Although direct intracerebral injection of BDNF-hMSCs in the rat MCAO model showed efficacy, this approach would be limited in clinical applications because of the surgical requirement and the difficulty in distributing cells to large areas of brain by focal injection. Systemic delivery of bone marrow cells has been reported to distribute in the ischemic lesion in the rat MCAO model and is associated with functional improvement (Iihoshi et al., 2004). In this study, hMSCs and hypersecreting BDNF-hMSCs were i.v. delivered at 6 h after induction of unilateral permanent cerebral ischemia to investigate if cellular delivery of BDNF by MSCs could influence lesion volume and functional outcome.

EXPERIMENTAL PROCEDURES

Preparation of hMSCs

Human bone marrow from healthy adult volunteers was obtained by aspiration from the posterior iliac crest after informed consent was obtained; this study was approved by the institutional review board at our university (Kobune et al., 2003). Bone marrow mono-nuclear cells were isolated, and were plated in 150-cm2 plastic tissue culture flasks and incubated overnight. After washing away the free cells, the adherent cells were cultured in mesenchymal stem cell basal medium (MSCBM, Cambrex, Walkersville, MD, USA) containing mesenchymal cell growth supplement (MCGS, Cambrex, Walkersville, MD, USA), 4 mM L-glutamine, in a humidified atmosphere of 5% CO2 at 37 °C. After reaching confluence, they were harvested and cryopreserved as primary MSCs or used for gene transduction.

Adenoviral vectors

Adenoviral vectors carrying a human BDNF cDNA were constructed as described previously (Kurozumi et al., 2004). Briefly, human BDNF cDNA was cloned using the reverse-transcription polymerase chain reaction (RT-PCR) method from the total RNA extracted from primary hMSC as the template. The identity of BDNF cDNA obtained in this manner was confirmed by sequencing and comparing it to the GeneBank sequence XM_006027.

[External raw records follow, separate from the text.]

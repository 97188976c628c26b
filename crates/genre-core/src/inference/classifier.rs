//! Classifier boundary
//!
//! The classifier is a pure function from a `[1, frames, bands, 1]` f32 tensor
//! to one score per label. [`OrtClassifier`] runs an ONNX model through ort;
//! tests plug in stubs.

use std::path::{Path, PathBuf};
use std::sync::{Arc, Mutex, MutexGuard, OnceLock, PoisonError};

use ndarray::Array4;
use ort::session::Session;
use ort::value::Tensor;

use super::error::{InferenceError, Result};

/// Pretrained genre classifier
pub trait Classifier: Send + Sync {
    /// Score a `[1, frames, bands, 1]` input, one value per label
    fn predict(&self, input: &Array4<f32>) -> std::result::Result<Vec<f32>, String>;

    /// Human-readable name for logs
    fn name(&self) -> &str {
        "classifier"
    }
}

/// ONNX Runtime classifier
///
/// `Session::run` needs `&mut self`, so the session sits behind a mutex.
pub struct OrtClassifier {
    session: Mutex<Session>,
    input_name: String,
    path: PathBuf,
}

impl OrtClassifier {
    /// Load an ONNX classifier from disk
    pub fn load(path: &Path, input_name: &str) -> Result<Self> {
        if !path.exists() {
            return Err(InferenceError::Load {
                path: path.to_path_buf(),
                message: "file not found".to_string(),
            });
        }

        let session = Session::builder()
            .and_then(|b| b.with_intra_threads(1))
            .and_then(|b| b.commit_from_file(path))
            .map_err(|e| InferenceError::Load {
                path: path.to_path_buf(),
                message: e.to_string(),
            })?;

        log::info!("Loaded classifier {:?} (input '{}')", path, input_name);

        Ok(Self {
            session: Mutex::new(session),
            input_name: input_name.to_string(),
            path: path.to_path_buf(),
        })
    }

    pub fn path(&self) -> &Path {
        &self.path
    }
}

impl Classifier for OrtClassifier {
    fn predict(&self, input: &Array4<f32>) -> std::result::Result<Vec<f32>, String> {
        let input_tensor = Tensor::from_array(input.clone())
            .map_err(|e| format!("Tensor creation error: {}", e))?;

        let mut session = lock_session(&self.session);

        let outputs = session
            .run(ort::inputs![self.input_name.as_str() => input_tensor])
            .map_err(|e| format!("Classifier run error: {}", e))?;

        let (_, scores_value) = outputs
            .iter()
            .next()
            .ok_or("Classifier produced no output")?;

        let (_shape, scores) = scores_value
            .try_extract_tensor::<f32>()
            .map_err(|e| format!("Score extraction error: {}", e))?;

        Ok(scores.to_vec())
    }

    fn name(&self) -> &str {
        "onnx"
    }
}

/// Lock the session even if a previous run panicked while holding it
fn lock_session<T>(session: &Mutex<T>) -> MutexGuard<'_, T> {
    session.lock().unwrap_or_else(PoisonError::into_inner)
}

/// Process-wide classifier handle, loaded at most once
///
/// A failed load leaves the slot empty so a later load can still succeed.
/// Once installed the classifier is never replaced.
#[derive(Default)]
pub struct ClassifierSlot {
    classifier: OnceLock<Arc<dyn Classifier>>,
}

impl ClassifierSlot {
    pub fn new() -> Self {
        Self::default()
    }

    /// Install an already-constructed classifier
    pub fn install(&self, classifier: Arc<dyn Classifier>) -> Result<()> {
        let name = classifier.name().to_string();
        self.classifier
            .set(classifier)
            .map_err(|_| InferenceError::AlreadyLoaded)?;
        log::info!("Classifier '{}' installed", name);
        Ok(())
    }

    /// Load through `loader` unless a classifier is already present
    pub fn load_with<F>(&self, loader: F) -> Result<Arc<dyn Classifier>>
    where
        F: FnOnce() -> Result<Arc<dyn Classifier>>,
    {
        if let Some(existing) = self.classifier.get() {
            return Ok(Arc::clone(existing));
        }

        let loaded = loader().inspect_err(|e| log::error!("Classifier load failed: {}", e))?;
        // A concurrent load may have won; keep whichever landed first
        let _ = self.classifier.set(loaded);
        self.get()
    }

    /// The loaded classifier, or [`InferenceError::ClassifierUnavailable`]
    pub fn get(&self) -> Result<Arc<dyn Classifier>> {
        self.classifier
            .get()
            .cloned()
            .ok_or(InferenceError::ClassifierUnavailable)
    }

    pub fn is_loaded(&self) -> bool {
        self.classifier.get().is_some()
    }
}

The human BDNF primer sequence was forward, 5′-CGG-AATTCCACCATGACCATCCTTTTCCTTACTATGGTTA-3′, and reverse, 5′-CCAGATCTATCTTCCCCTTTTAATGGTCAATGTA-3′.

The BDNF cDNA was inserted between the EcoR I site and the BglII site in the pCAcc vector and the resulting plasmid was designated pCAhBDNF. The plasmid pCAhBDNF was digested with ClaI, and the fragment containing the BDNF cDNA expression unit was isolated by agarose gel electrophoresis. The adenoviral BDNF expression vector, pWEAxCAhBDNF-F/RGD, was prepared using LipofectAMINE 2000 (Invitrogen, Tokyo, Japan).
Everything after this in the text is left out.